My older sister hasn’t spoken with me ever since. She still goes to Catholic Mass and receives Communion.
She has called me a hypocrite. Should I continue to seek reconciliation with her? I do pray for her and the family, but they all think I’m self-righteous. Was this the Catholic response?
 
Two years ago, my Catholic older sister married a divorced Catholic in an Anglican church because they thumbed their noses at the Church teaching on annulments.
I don’t really blame them. The annulment process is a joke, from close-to-personal experience.
I was certain that my attendance at the ceremony would be a sin for me, so I did not attend. However, all of my Catholic siblings(who are gravely uncatechised) felt that it wasn’t the “Christian” thing to do.
I’m not sure if attending an Anglican ceremony would have been a sin. To me, it seems that if the intention is proper (that is, not shunning the Mass), then there wouldn’t be a problem. I went to a Protestant school for many years and attended Protestant religious ceremonies, including sermons, worships, and a wedding, but never did I replace the Mass with such things. Additionally, I know Pentecostals who attend Mass in addition to their services and Catholics who attend Pentecostal services in addition to the Mass. I don’t see an inherent problem if the intention isn’t to supplant the Mass.
My older sister hasn’t spoken with me ever since. She still goes to Catholic Mass and receives Communion.
She has called me a hypocrite. Should I continue to seek reconciliation with her? I do pray for her and the family, but they all think I’m self-righteous. Was this the Catholic response?
I would definitely seek reconciliation. You two are family, you are sisters. I would start by apologizing, but explain to her why you did what you did. If it turns out that going to a ceremony is not a sin, then humble yourself and admit to them your ignorance, and that you’re sorry for what happened and for the pain it’s caused.
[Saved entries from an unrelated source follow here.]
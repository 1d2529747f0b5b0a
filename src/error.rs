use crate::types::CouponId;

pub type Result<T> = std::result::Result<T, CouponError>;

/// A requested value or state violates a coupon business rule.
#[derive(thiserror::Error, Debug, Clone, PartialEq, Eq)]
pub enum ValidationError {
    #[error("code must not be blank")]
    BlankCode,
    #[error("code must be exactly 6 alphanumeric characters")]
    CodeLength,
    #[error("expiration date must not be null")]
    MissingExpiration,
    #[error("expiration date cannot be in the past")]
    ExpirationInPast,
    #[error("discount value must not be null")]
    MissingDiscount,
    #[error("minimum discount is 0.50")]
    DiscountTooLow,
    #[error("maximum discount is 100")]
    DiscountTooHigh,
    #[error("description must not be blank")]
    BlankDescription,
    #[error("description must not exceed 255 characters")]
    DescriptionTooLong,
    #[error("coupon with code {0} already exists")]
    DuplicateCode(String),
    #[error("cannot update a deleted coupon")]
    UpdateDeleted,
    #[error("cannot update an expired coupon")]
    UpdateExpired,
}

/// A lifecycle transition was attempted from a state that does not allow it.
#[derive(thiserror::Error, Debug, Clone, PartialEq, Eq)]
pub enum StateError {
    #[error("coupon already published")]
    AlreadyPublished,
    #[error("cannot publish a deleted coupon")]
    PublishDeleted,
    #[error("coupon not published")]
    NotPublished,
    #[error("coupon already redeemed")]
    AlreadyRedeemed,
    #[error("coupon deleted")]
    Deleted,
    #[error("coupon expired")]
    Expired,
    #[error("coupon already deleted")]
    AlreadyDeleted,
    #[error("coupon redeemed")]
    Redeemed,
}

#[derive(thiserror::Error, Debug)]
pub enum StoreError {
    #[error(transparent)]
    Sled(#[from] sled::Error),
    #[error("failed to encode coupon record: {0}")]
    Encode(String),
    #[error("failed to decode coupon record: {0}")]
    Decode(#[from] minicbor::decode::Error),
    #[error("code {0} is already held by another coupon")]
    DuplicateCode(String),
}

#[derive(thiserror::Error, Debug)]
pub enum IdError {
    #[error("invalid coupon id encoding: {0}")]
    Decode(#[from] bech32::DecodeError),
    #[error("failed to encode coupon id: {0}")]
    Encode(#[from] bech32::EncodeError),
    #[error("expected a coupon_ id, got prefix {0}")]
    WrongPrefix(String),
    #[error("coupon id must carry 16 bytes, got {0}")]
    Length(usize),
}

#[derive(thiserror::Error, Debug)]
pub enum CouponError {
    #[error("invalid coupon: {0}")]
    Invalid(#[from] ValidationError),
    #[error("illegal state: {0}")]
    IllegalState(#[from] StateError),
    #[error("coupon {0} not found")]
    NotFound(CouponId),
    #[error(transparent)]
    Store(#[from] StoreError),
}

#[derive(thiserror::Error, Debug, Clone, PartialEq, Eq)]
#[error("invalid status: {0}")]
pub struct UnknownStatus(pub String);
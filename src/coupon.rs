//! Coupon entity: factory, field validators and lifecycle transitions
//!
//! Every mutator checks its guards before touching any field, so a rejected
//! call leaves the coupon exactly as it was.
use chrono::{DateTime, Utc};
use rust_decimal::Decimal;
use serde::Serialize;

use super::error::{CouponError, StateError, ValidationError};
use super::request::CouponRequest;
use super::types::{CouponCode, CouponId, CouponStatus, DiscountValue, TimeStamp};

pub const MAX_DESCRIPTION_LEN: usize = 255;

#[derive(minicbor::Encode, minicbor::Decode, Serialize, Debug, Clone, PartialEq, Eq)]
#[serde(rename_all = "camelCase")]
pub struct Coupon {
    #[n(0)]
    id: CouponId,
    #[n(1)]
    code: CouponCode,
    #[n(2)]
    description: String,
    #[n(3)]
    discount_value: DiscountValue,
    #[n(4)]
    expiration_date: TimeStamp,
    #[n(5)]
    status: CouponStatus, // kept in step with the flags by every mutator
    #[n(6)]
    published: bool,
    #[n(7)]
    redeemed: bool,
    #[n(8)]
    redeemed_at: Option<TimeStamp>,
    #[n(9)]
    deleted_at: Option<TimeStamp>,
    // written by the store only
    #[n(10)]
    created_at: Option<TimeStamp>,
    #[n(11)]
    updated_at: Option<TimeStamp>,
}

impl Coupon {
    /// Validate the request and build a fresh coupon with a new id.
    pub fn create(request: &CouponRequest) -> Result<Self, ValidationError> {
        Self::create_at(request, Utc::now())
    }

    /// Fields are checked in the order code, expiration date, discount value,
    /// description; the first violation is returned.
    pub fn create_at(request: &CouponRequest, now: DateTime<Utc>) -> Result<Self, ValidationError> {
        let code = CouponCode::parse(request.code().unwrap_or_default())?;
        let expiration_date = validate_expiration_date(request.expiration_date(), now)?;
        let discount_value = validate_discount_value(request.discount_value())?;
        let description = validate_description(request.description())?;

        let published = request.published();
        let status = if published {
            CouponStatus::Active
        } else {
            CouponStatus::Inactive
        };

        Ok(Self {
            id: CouponId::new(),
            code,
            description,
            discount_value,
            expiration_date,
            status,
            published,
            redeemed: false,
            redeemed_at: None,
            deleted_at: None,
            created_at: None,
            updated_at: None,
        })
    }

    pub fn publish(&mut self) -> Result<(), StateError> {
        if self.published {
            return Err(StateError::AlreadyPublished);
        }
        if self.is_deleted() {
            return Err(StateError::PublishDeleted);
        }
        self.published = true;
        self.status = CouponStatus::Active;
        Ok(())
    }

    /// Only the status changes; `published` stays set.
    pub fn deactivate(&mut self) -> Result<(), StateError> {
        if !self.published {
            return Err(StateError::NotPublished);
        }
        self.status = CouponStatus::Inactive;
        Ok(())
    }

    pub fn redeem(&mut self) -> Result<(), StateError> {
        self.redeem_at(Utc::now())
    }

    pub fn redeem_at(&mut self, now: DateTime<Utc>) -> Result<(), StateError> {
        self.check_redeemable(now)?;
        self.redeemed = true;
        self.redeemed_at = Some(now.into());
        self.status = CouponStatus::Inactive;
        Ok(())
    }

    /// Soft delete. Flags other than the status are left alone.
    pub fn delete(&mut self) -> Result<(), StateError> {
        self.delete_at(Utc::now())
    }

    pub fn delete_at(&mut self, now: DateTime<Utc>) -> Result<(), StateError> {
        if self.is_deleted() {
            return Err(StateError::AlreadyDeleted);
        }
        if self.redeemed {
            return Err(StateError::AlreadyRedeemed);
        }
        self.deleted_at = Some(now.into());
        self.status = CouponStatus::Inactive;
        Ok(())
    }

    /// Replace description and discount value, re-running the factory validators.
    pub fn update(
        &mut self,
        description: Option<&str>,
        discount_value: Option<Decimal>,
    ) -> Result<(), CouponError> {
        if self.is_deleted() {
            return Err(StateError::Deleted.into());
        }
        if self.redeemed {
            return Err(StateError::Redeemed.into());
        }
        let description = validate_description(description)?;
        let discount_value = validate_discount_value(discount_value)?;

        self.description = description;
        self.discount_value = discount_value;
        Ok(())
    }

    pub fn can_be_redeemed(&self) -> bool {
        self.can_be_redeemed_at(Utc::now())
    }

    pub fn can_be_redeemed_at(&self, now: DateTime<Utc>) -> bool {
        self.check_redeemable(now).is_ok()
    }

    pub fn is_expired(&self) -> bool {
        self.is_expired_at(Utc::now())
    }

    pub fn is_expired_at(&self, now: DateTime<Utc>) -> bool {
        now > self.expiration_date.to_datetime_utc()
    }

    pub fn is_deleted(&self) -> bool {
        self.deleted_at.is_some()
    }

    /// Stamp the persistence timestamps. Meant for [`crate::store::CouponStore`]
    /// implementations; `created_at` is only set the first time.
    pub fn record_persisted(&mut self, at: DateTime<Utc>) {
        if self.created_at.is_none() {
            self.created_at = Some(at.into());
        }
        self.updated_at = Some(at.into());
    }

    // A rebuilt coupon takes over the record of the one it replaces.
    pub(crate) fn replacing(mut self, previous: &Coupon) -> Self {
        self.id = previous.id;
        self.created_at = previous.created_at;
        self
    }

    fn check_redeemable(&self, now: DateTime<Utc>) -> Result<(), StateError> {
        if self.redeemed {
            return Err(StateError::AlreadyRedeemed);
        }
        if self.is_deleted() {
            return Err(StateError::Deleted);
        }
        if self.is_expired_at(now) {
            return Err(StateError::Expired);
        }
        if !self.published {
            return Err(StateError::NotPublished);
        }
        Ok(())
    }

    pub fn id(&self) -> CouponId {
        self.id
    }
    pub fn code(&self) -> &CouponCode {
        &self.code
    }
    pub fn description(&self) -> &str {
        &self.description
    }
    pub fn discount_value(&self) -> Decimal {
        self.discount_value.to_decimal()
    }
    pub fn expiration_date(&self) -> DateTime<Utc> {
        self.expiration_date.to_datetime_utc()
    }
    pub fn status(&self) -> CouponStatus {
        self.status
    }
    pub fn is_published(&self) -> bool {
        self.published
    }
    pub fn is_redeemed(&self) -> bool {
        self.redeemed
    }
    pub fn redeemed_at(&self) -> Option<DateTime<Utc>> {
        self.redeemed_at.map(|ts| ts.to_datetime_utc())
    }
    pub fn deleted_at(&self) -> Option<DateTime<Utc>> {
        self.deleted_at.map(|ts| ts.to_datetime_utc())
    }
    pub fn created_at(&self) -> Option<DateTime<Utc>> {
        self.created_at.map(|ts| ts.to_datetime_utc())
    }
    pub fn updated_at(&self) -> Option<DateTime<Utc>> {
        self.updated_at.map(|ts| ts.to_datetime_utc())
    }
}

fn validate_expiration_date(
    date: Option<DateTime<Utc>>,
    now: DateTime<Utc>,
) -> Result<TimeStamp, ValidationError> {
    let date = date.ok_or(ValidationError::MissingExpiration)?;
    if date <= now {
        return Err(ValidationError::ExpirationInPast);
    }
    Ok(date.into())
}

fn validate_discount_value(value: Option<Decimal>) -> Result<DiscountValue, ValidationError> {
    let value = value.ok_or(ValidationError::MissingDiscount)?;
    DiscountValue::parse(value)
}

// returns the trimmed description
fn validate_description(description: Option<&str>) -> Result<String, ValidationError> {
    let trimmed = description.map(str::trim).unwrap_or_default();
    if trimmed.is_empty() {
        return Err(ValidationError::BlankDescription);
    }
    if trimmed.chars().count() > MAX_DESCRIPTION_LEN {
        return Err(ValidationError::DescriptionTooLong);
    }
    Ok(trimmed.to_string())
}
Until then, continue to pray for her, the family, and yourself, that God may lead you guys to reconciliation and understanding.
 
Two years ago, my Catholic older sister married a divorced Catholic in an Anglican church because they thumbed their noses at the Church teaching on annulments. I was certain that my attendance at the ceremony would be a sin for me, so I did not attend. However, all of my Catholic siblings(who are gravely uncatechised) felt that it wasn’t the “Christian” thing to do.
My older sister hasn’t spoken with me ever since. She still goes to Catholic Mass and receives Communion.
She has called me a hypocrite. Should I continue to seek reconciliation with her? I do pray for her and the family, but they all think I’m self-righteous. Was this the Catholic response?
What you did was perfectly honorable and correct.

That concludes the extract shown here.